President Barack Obama signs disaster declarations in New York, New Jersey
Obama speaks with east coast governors Tuesday
10:04 AM, Oct 30, 2012
10:07 AM, Oct 30, 2012
President Barack Obama, who canceled a number of campaign stops in critical battlegrounds this week, received updates through the night Monday into Tuesday on the massive storm that devastated many parts of the East Coast.
A White House official said Obama spoke with New York Gov. Andrew Cuomo and New Jersey Gov. Chris Christie, as well as mayors Michael Bloomberg of New York City, Jerramiah Healy of Jersey City and Cory Booker of Newark, N.J.
Later Tuesday Obama will hold a phone call with governors and mayors of all affected regions, the White House official said.
Overnight, Obama signed disaster declarations for the states of New York and New Jersey, allowing federal grants be used for repairing damage to homes, loans to cover property losses and other programs designed to help individuals and businesses recover from the storm.
In New York, Bronx, Kings, Nassau, New York, Richmond, Suffolk, and Queens counties were declared disaster areas. In New Jersey, disasters were declared in Atlantic, Cape May, Essex, Hudson, Middlesex, Monmouth, Ocean, and Union counties.

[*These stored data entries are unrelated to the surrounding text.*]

#[test]
fn test_overlay_preserves_address_and_state() {
    let mut regs = vec![0; 16];
    regs[1] = 0x2000;
    let data = vec![
        // MOV PC, R1, LSL R2: register-shifted into the PC.
        (
            TestIn { instr: 0xE1A0_F211, regs: regs.clone(), ..Default::default() },
            NextAddr::arm(0x2000).unpredictable(),
        ),
        // STREX PC, R2, [R3]: assumed-success status into the PC.
        (
            TestIn { instr: 0xE183_FF92, regs: vec![0; 16], ..Default::default() },
            NextAddr::arm(0).unpredictable(),
        ),
    ];
    run_all(&data);
}

#[test]
fn test_shift_zero_amount_encodings() {
    let reg = |n: usize, v: u32| {
        let mut regs = vec![0; 16];
        regs[n] = v;
        regs
    };
    let data = vec![
        // MOV PC, R1, LSR #0 encodes LSR #32.
        (
            TestIn { instr: 0xE1A0_F021, regs: reg(1, 0xFFFF_FFFF), ..Default::default() },
            NextAddr::arm(0),
        ),
        // MOV PC, R1, ASR #0 encodes ASR #32: sign fill.
        (
            TestIn { instr: 0xE1A0_F041, regs: reg(1, 0x8000_0000), ..Default::default() },
            NextAddr::thumb(0xFFFF_FFFE),
        ),
        (
            TestIn { instr: 0xE1A0_F041, regs: reg(1, 0x7FFF_FFFF), ..Default::default() },
            NextAddr::arm(0),
        ),
        // MOV PC, R1, ROR #0 encodes RRX: carry lands in bit 31.
        (
            TestIn {
                instr: 0xE1A0_F061,
                regs: reg(1, 0x10),
                cpsr: Some(0x2000_0013),
                ..Default::default()
            },
            NextAddr::arm(0x8000_0008),
        ),
        (
            TestIn { instr: 0xE1A0_F061, regs: reg(1, 0x10), ..Default::default() },
            NextAddr::arm(0x8),
        ),
    ];
    run_all(&data);
}

#[test]
fn test_branch_immediate() {
    let at = |pc: u32| {
        let mut regs = vec![0; 16];
        regs[15] = pc;
        regs
    };
    let data = vec![
        // B .+4 from 0x8000.
        (TestIn { instr: 0xEA00_0001, regs: at(0x8000), ..Default::default() }, NextAddr::arm(0x800C)),
        // B .-0 (branch to self + 8 - 8).
        (TestIn { instr: 0xEAFF_FFFE, regs: at(0x8000), ..Default::default() }, NextAddr::arm(0x8000)),
        // BL forward.
        (TestIn { instr: 0xEB00_0010, regs: at(0x100), ..Default::default() }, NextAddr::arm(0x148)),
        // BLX (immediate) switches to Thumb; H supplies the extra halfword.
        (TestIn { instr: 0xFA00_0002, regs: at(0), ..Default::default() }, NextAddr::thumb(0x10)),
        (TestIn { instr: 0xFB00_0002, regs: at(0), ..Default::default() }, NextAddr::thumb(0x12)),
        // BNE taken.
        (TestIn { instr: 0x1A00_0001, regs: at(0x400), ..Default::default() }, NextAddr::arm(0x40C)),
    ];
    run_all(&data);
}

#[test]
fn test_branch_register_interworking() {
    let reg = |n: usize, v: u32| {
        let mut regs = vec![0; 16];
        regs[n] = v;
        regs
    };
    let data = vec![
        // BX R1: bit 0 selects Thumb.
        (TestIn { instr: 0xE12F_FF11, regs: reg(1, 0x2001), ..Default::default() }, NextAddr::thumb(0x2000)),
        (TestIn { instr: 0xE12F_FF11, regs: reg(1, 0x4000), ..Default::default() }, NextAddr::arm(0x4000)),
        // Bit 1 set without bit 0 cannot interwork: linear, flagged.
        (
            TestIn { instr: 0xE12F_FF11, regs: reg(1, 0x4002), ..Default::default() },
            NextAddr::linear().unpredictable(),
        ),
        // BLX R2.
        (TestIn { instr: 0xE12F_FF32, regs: reg(2, 0x3000), ..Default::default() }, NextAddr::arm(0x3000)),
        // BX PC reads the pipelined PC and is flagged.
        (
            TestIn { instr: 0xE12F_FF1F, regs: reg(15, 0x1000), ..Default::default() },
            NextAddr::arm(0x1008).unpredictable(),
        ),
    ];
    run_all(&data);
}

#[test]
fn test_mov_pc_lr() {
    let mut regs = vec![0; 16];
    regs[14] = 0x1001;
    TestIn { instr: 0xE1A0_F00E, regs, ..Default::default() }
        .run_test(&NextAddr::thumb(0x1000));
}

#[test]
fn test_exception_return_forms() {
    let lr = |v: u32| {
        let mut regs = vec![0; 16];
        regs[14] = v;
        regs
    };
    let data = vec![
        // SUBS PC, LR, #4 with SPSR.T set: Thumb at the halfword boundary.
        (
            TestIn { instr: 0xE25E_F004, regs: lr(0x3005), spsr: Some(0x30), ..Default::default() },
            NextAddr::thumb(0x3000),
        ),
        // MOVS PC, LR with SPSR.T clear: ARM, word aligned.
        (
            TestIn { instr: 0xE1B0_F00E, regs: lr(0x4003), spsr: Some(0x13), ..Default::default() },
            NextAddr::arm(0x4000),
        ),
        // From Usr there is no SPSR: the step traps to the SVC vector.
        (
            TestIn { instr: 0xE1B0_F00E, regs: lr(0x4000), cpsr: Some(0x10), ..Default::default() },
            NextAddr::arm(0x8).unpredictable(),
        ),
        // From Hyp the form is UNDEFINED; ERET is the only way back.
        (
            TestIn { instr: 0xE1B0_F00E, regs: lr(0x4000), cpsr: Some(0x1A), ..Default::default() },
            NextAddr::undefined(),
        ),
    ];
    run_all(&data);
}

#[test]
fn test_eret() {
    let mut core = TestCore::with_mode(0x1A);
    core.elr_hyp = 0x5000;
    let mem = TestMem::new(0, 0x100);
    assert_eq!(
        next_address(&core, &mem, 0xE160_006E),
        NextAddr::arm(0x5000).unpredictable()
    );

    let mut core = TestCore::new();
    core.regs[14] = 0x6000;
    assert_eq!(next_address(&core, &mem, 0xE160_006E), NextAddr::arm(0x6000));

    let core = TestCore::with_mode(0x10);
    assert_eq!(next_address(&core, &mem, 0xE160_006E), NextAddr::undefined());
}

#[test]
fn test_sdiv_into_pc() {
    let regs = |n: u32, d: u32| {
        let mut regs = vec![0; 16];
        regs[1] = n;
        regs[2] = d;
        regs
    };
    let data = vec![
        // SDIV PC, R1, R2 with a zero divisor yields 0.
        (
            TestIn { instr: 0xE71F_F211, regs: regs(100, 0), ..Default::default() },
            NextAddr::arm(0).unpredictable(),
        ),
        // Signed division truncates toward zero.
        (
            TestIn { instr: 0xE71F_F211, regs: regs(0xFFFF_FFF9, 2), ..Default::default() },
            NextAddr::arm(0xFFFF_FFFD).unpredictable(),
        ),
    ];
    run_all(&data);
}

#[test]
fn test_multiply_into_pc() {
    let smmla_regs = {
        let mut regs = vec![0; 16];
        regs[1] = 0x7FFF_FFFF;
        regs[2] = 0x7FFF_FFFF;
        regs[3] = 0x7FFF_FFFF;
        regs
    };
    let mul_regs = {
        let mut regs = vec![0; 16];
        regs[2] = 3;
        regs[15] = 0x1000;
        regs
    };
    let uxtb_regs = {
        let mut regs = vec![0; 16];
        regs[15] = 0x1134;
        regs
    };
    let data = vec![
        // SMMLA PC, R1, R2, R3 at the i64 boundary: the accumulate wraps.
        (
            TestIn { instr: 0xE75F_3211, regs: smmla_regs, ..Default::default() },
            NextAddr::arm(0xBFFF_FFFE).unpredictable(),
        ),
        // MUL PC, PC, R2: the PC operand reads as the pipelined PC.
        (
            TestIn { instr: 0xE00F_029F, regs: mul_regs, ..Default::default() },
            NextAddr::arm(0x3018).unpredictable(),
        ),
        // UXTB PC, PC likewise extends the pipelined PC's low byte.
        (
            TestIn { instr: 0xE6EF_F07F, regs: uxtb_regs, ..Default::default() },
            NextAddr::arm(0x3C).unpredictable(),
        ),
    ];
    run_all(&data);
}

#[test]
fn test_block_transfers() {
    let reg = |n: usize, v: u32| {
        let mut regs = vec![0; 16];
        regs[n] = v;
        regs
    };
    let data = vec![
        // LDMIA PC!, {R0-R2}: writeback wins, base advances by 12.
        (
            TestIn { instr: 0xE8BF_0007, regs: reg(15, 0x4000), ..Default::default() },
            NextAddr::arm(0x400C).unpredictable(),
        ),
        // The PC is the highest register, so IA loads it from the last slot.
        (
            TestIn {
                instr: 0xE891_8001,
                regs: reg(1, 0x100),
                mem: vec![(0x104, 0x2001)],
                ..Default::default()
            },
            NextAddr::thumb(0x2000),
        ),
        // DB: one word below the base.
        (
            TestIn {
                instr: 0xE911_8001,
                regs: reg(1, 0x110),
                mem: vec![(0x10C, 0x3000)],
                ..Default::default()
            },
            NextAddr::arm(0x3000),
        ),
        // IB: 4 * count above the base.
        (
            TestIn {
                instr: 0xE991_8000,
                regs: reg(1, 0x100),
                mem: vec![(0x104, 0x4000)],
                ..Default::default()
            },
            NextAddr::arm(0x4000),
        ),
        // DA: the PC slot is the base itself.
        (
            TestIn {
                instr: 0xE811_8001,
                regs: reg(1, 0x108),
                mem: vec![(0x108, 0x4500)],
                ..Default::default()
            },
            NextAddr::arm(0x4500),
        ),
        // LDMIA R1, {R0, PC}^ restores the SPSR: its T bit decides.
        (
            TestIn {
                instr: 0xE8D1_8001,
                regs: reg(1, 0x100),
                spsr: Some(0x30),
                mem: vec![(0x104, 0x5005)],
                ..Default::default()
            },
            NextAddr::thumb(0x5004),
        ),
        // POP {PC}.
        (
            TestIn {
                instr: 0xE49D_F004,
                regs: reg(13, 0x200),
                mem: vec![(0x200, 0x6001)],
                ..Default::default()
            },
            NextAddr::thumb(0x6000),
        ),
    ];
    run_all(&data);
}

Speaking Tuesday morning, Christie praised the response from the federal government, saying Obama had worked swiftly to ensure the disaster relief process wasn't held up. The New Jersey governor, a Republican and top surrogate for Romney, said the upcoming presidential election was not a topic of discussion when he was speaking with the president.
"I spoke to the president three times yesterday," Christie said on CNN's "Starting Point with Soledad O'Brien." "He has been incredibly supportive and helpful to our state and not once did he bring up the election. If he's not bringing it up, you can be sure that people in New Jersey are not worried about that primarily if one of the guys running isn't."
The logistics of voting, Christie said, would be sorted out by Election Day.
"Right now I'm much more concerned about preventing any other loss of life, getting people to safe places. Then we'll worry about the election. The election will take care of itself," Christie said.